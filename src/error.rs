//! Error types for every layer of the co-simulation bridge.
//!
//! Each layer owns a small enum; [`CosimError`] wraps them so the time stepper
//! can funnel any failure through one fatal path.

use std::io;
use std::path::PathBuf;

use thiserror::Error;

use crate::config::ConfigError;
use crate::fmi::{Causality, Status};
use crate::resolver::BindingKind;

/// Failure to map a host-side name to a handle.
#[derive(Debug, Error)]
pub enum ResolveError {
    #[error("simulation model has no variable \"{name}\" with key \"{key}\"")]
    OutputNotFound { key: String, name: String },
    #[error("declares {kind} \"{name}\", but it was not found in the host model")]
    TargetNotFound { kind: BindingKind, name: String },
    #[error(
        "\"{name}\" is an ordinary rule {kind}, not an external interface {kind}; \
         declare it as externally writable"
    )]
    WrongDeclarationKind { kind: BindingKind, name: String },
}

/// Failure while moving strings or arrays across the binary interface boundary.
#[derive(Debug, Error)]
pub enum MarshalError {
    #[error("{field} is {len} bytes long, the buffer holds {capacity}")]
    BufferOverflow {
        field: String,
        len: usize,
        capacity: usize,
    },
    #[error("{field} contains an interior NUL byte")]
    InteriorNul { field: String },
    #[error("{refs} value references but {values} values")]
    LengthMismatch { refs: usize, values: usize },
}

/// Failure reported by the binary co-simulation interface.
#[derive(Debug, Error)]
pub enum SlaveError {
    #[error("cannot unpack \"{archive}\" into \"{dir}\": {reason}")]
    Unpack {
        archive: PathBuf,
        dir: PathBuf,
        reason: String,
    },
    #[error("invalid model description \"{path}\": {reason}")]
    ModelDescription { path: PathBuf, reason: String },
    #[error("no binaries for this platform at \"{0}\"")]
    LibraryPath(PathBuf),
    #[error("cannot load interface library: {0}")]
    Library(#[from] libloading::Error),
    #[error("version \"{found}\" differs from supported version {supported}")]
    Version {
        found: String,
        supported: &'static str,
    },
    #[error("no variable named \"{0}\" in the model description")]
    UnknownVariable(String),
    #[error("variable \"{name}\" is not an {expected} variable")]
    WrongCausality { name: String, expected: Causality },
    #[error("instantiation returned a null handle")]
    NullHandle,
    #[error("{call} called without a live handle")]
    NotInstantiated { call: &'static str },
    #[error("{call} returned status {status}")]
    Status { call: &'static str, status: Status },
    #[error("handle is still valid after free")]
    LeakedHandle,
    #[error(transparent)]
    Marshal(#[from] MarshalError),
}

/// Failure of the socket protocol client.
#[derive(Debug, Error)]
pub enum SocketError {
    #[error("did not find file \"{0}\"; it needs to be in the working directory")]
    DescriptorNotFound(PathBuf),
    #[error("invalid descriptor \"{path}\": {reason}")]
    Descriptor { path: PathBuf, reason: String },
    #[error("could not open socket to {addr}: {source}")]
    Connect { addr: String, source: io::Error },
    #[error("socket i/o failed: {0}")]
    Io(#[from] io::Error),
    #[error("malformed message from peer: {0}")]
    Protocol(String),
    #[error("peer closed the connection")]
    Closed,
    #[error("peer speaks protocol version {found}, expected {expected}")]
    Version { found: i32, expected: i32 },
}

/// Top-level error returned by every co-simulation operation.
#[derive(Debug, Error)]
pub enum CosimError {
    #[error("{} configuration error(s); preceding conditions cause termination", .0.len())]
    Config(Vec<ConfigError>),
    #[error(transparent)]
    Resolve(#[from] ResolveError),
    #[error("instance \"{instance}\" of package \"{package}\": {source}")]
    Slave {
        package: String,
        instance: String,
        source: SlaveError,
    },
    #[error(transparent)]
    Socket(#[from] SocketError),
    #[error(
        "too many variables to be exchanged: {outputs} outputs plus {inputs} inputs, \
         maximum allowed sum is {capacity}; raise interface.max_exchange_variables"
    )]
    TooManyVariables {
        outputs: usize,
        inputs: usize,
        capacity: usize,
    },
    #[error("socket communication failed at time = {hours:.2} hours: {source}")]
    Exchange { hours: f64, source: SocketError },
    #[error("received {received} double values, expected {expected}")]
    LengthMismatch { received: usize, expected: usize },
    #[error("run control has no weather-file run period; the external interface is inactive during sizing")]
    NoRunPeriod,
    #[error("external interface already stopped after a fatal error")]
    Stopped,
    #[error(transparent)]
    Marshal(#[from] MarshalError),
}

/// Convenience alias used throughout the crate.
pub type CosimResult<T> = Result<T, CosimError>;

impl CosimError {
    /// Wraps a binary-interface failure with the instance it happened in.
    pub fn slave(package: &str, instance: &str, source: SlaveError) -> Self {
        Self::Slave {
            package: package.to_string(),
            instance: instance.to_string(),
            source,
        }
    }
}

━━━━━━━━

Work order:
Could you write out all of the data again, exactly as given?

Response to the task:
filename src/error.rs
//! Error types for every layer of the co-simulation bridge.
//!
//! Each layer owns a small enum; [`CosimError`] wraps them so the time stepper
//! can funnel any failure through one fatal path.

use std::io;
use std::path::PathBuf;

use thiserror::Error;

use crate::config::ConfigError;
use crate::fmi::{Causality, Status};
use crate::resolver::BindingKind;

/// Failure to map a host-side name to a handle.
#[derive(Debug, Error)]
pub enum ResolveError {
    #[error("simulation model has no variable \"{name}\" with key \"{key}\"")]
    OutputNotFound { key: String, name: String },
    #[error("declares {kind} \"{name}\", but it was not found in the host model")]
    TargetNotFound { kind: BindingKind, name: String },
    #[error(
        "\"{name}\" is an ordinary rule {kind}, not an external interface {kind}; \
         declare it as externally writable"
    )]
    WrongDeclarationKind { kind: BindingKind, name: String },
}

/// Failure while moving strings or arrays across the binary interface boundary.
#[derive(Debug, Error)]
pub enum MarshalError {
    #[error("{field} is {len} bytes long, the buffer holds {capacity}")]
    BufferOverflow {
        field: String,
        len: usize,
        capacity: usize,
    },
    #[error("{field} contains an interior NUL byte")]
    InteriorNul { field: String },
    #[error("{refs} value references but {values} values")]
    LengthMismatch { refs: usize, values: usize },
}

/// Failure reported by the binary co-simulation interface.
#[derive(Debug, Error)]
pub enum SlaveError {
    #[error("cannot unpack \"{archive}\" into \"{dir}\": {reason}")]
    Unpack {
        archive: PathBuf,
        dir: PathBuf,
        reason: String,
    },
    #[error("invalid model description \"{path}\": {reason}")]
    ModelDescription { path: PathBuf, reason: String },
    #[error("no binaries for this platform at \"{0}\"")]
    LibraryPath(PathBuf),
    #[error("cannot load interface library: {0}")]
    Library(#[from] libloading::Error),
    #[error("version \"{found}\" differs from supported version {supported}")]
    Version {
        found: String,
        supported: &'static str,
    },
    #[error("no variable named \"{0}\" in the model description")]
    UnknownVariable(String),
    #[error("variable \"{name}\" is not an {expected} variable")]
    WrongCausality { name: String, expected: Causality },
    #[error("instantiation returned a null handle")]
    NullHandle,
    #[error("{call} called without a live handle")]
    NotInstantiated { call: &'static str },
    #[error("{call} returned status {status}")]
    Status { call: &'static str, status: Status },
    #[error("handle is still valid after free")]
    LeakedHandle,
    #[error(transparent)]
    Marshal(#[from] MarshalError),
}

/// Failure of the socket protocol client.
#[derive(Debug, Error)]
pub enum SocketError {
    #[error("did not find file \"{0}\"; it needs to be in the working directory")]
    DescriptorNotFound(PathBuf),
    #[error("invalid descriptor \"{path}\": {reason}")]
    Descriptor { path: PathBuf, reason: String },
    #[error("could not open socket to {addr}: {source}")]
    Connect { addr: String, source: io::Error },
    #[error("socket i/o failed: {0}")]
    Io(#[from] io::Error),
    #[error("malformed message from peer: {0}")]
    Protocol(String),
    #[error("peer closed the connection")]
    Closed,
    #[error("peer speaks protocol version {found}, expected {expected}")]
    Version { found: i32, expected: i32 },
}

/// Top-level error returned by every co-simulation operation.
#[derive(Debug, Error)]
pub enum CosimError {
    #[error("{} configuration error(s); preceding conditions cause termination", .0.len())]
    Config(Vec<ConfigError>),
    #[error(transparent)]
    Resolve(#[from] ResolveError),
    #[error("instance \"{instance}\" of package \"{package}\": {source}")]
    Slave {
        package: String,
        instance: String,
        source: SlaveError,
    },
    #[error(transparent)]
    Socket(#[from] SocketError),
    #[error(
        "too many variables to be exchanged: {outputs} outputs plus {inputs} inputs, \
         maximum allowed sum is {capacity}; raise interface.max_exchange_variables"
    )]
    TooManyVariables {
        outputs: usize,
        inputs: usize,
        capacity: usize,
    },
    #[error("socket communication failed at time = {hours:.2} hours: {source}")]
    Exchange { hours: f64, source: SocketError },
    #[error("received {received} double values, expected {expected}")]
    LengthMismatch { received: usize, expected: usize },
    #[error("run control has no weather-file run period; the external interface is inactive during sizing")]
    NoRunPeriod,
    #[error("external interface already stopped after a fatal error")]
    Stopped,
    #[error(transparent)]
    Marshal(#[from] MarshalError),
}

/// Convenience alias used throughout the crate.
pub type CosimResult<T> = Result<T, CosimError>;

impl CosimError {
    /// Wraps a binary-interface failure with the instance it happened in.
    pub fn slave(package: &str, instance: &str, source: SlaveError) -> Self {
        Self::Slave {
            package: package.to_string(),
            instance: instance.to_string(),
            source,
        }
    }
}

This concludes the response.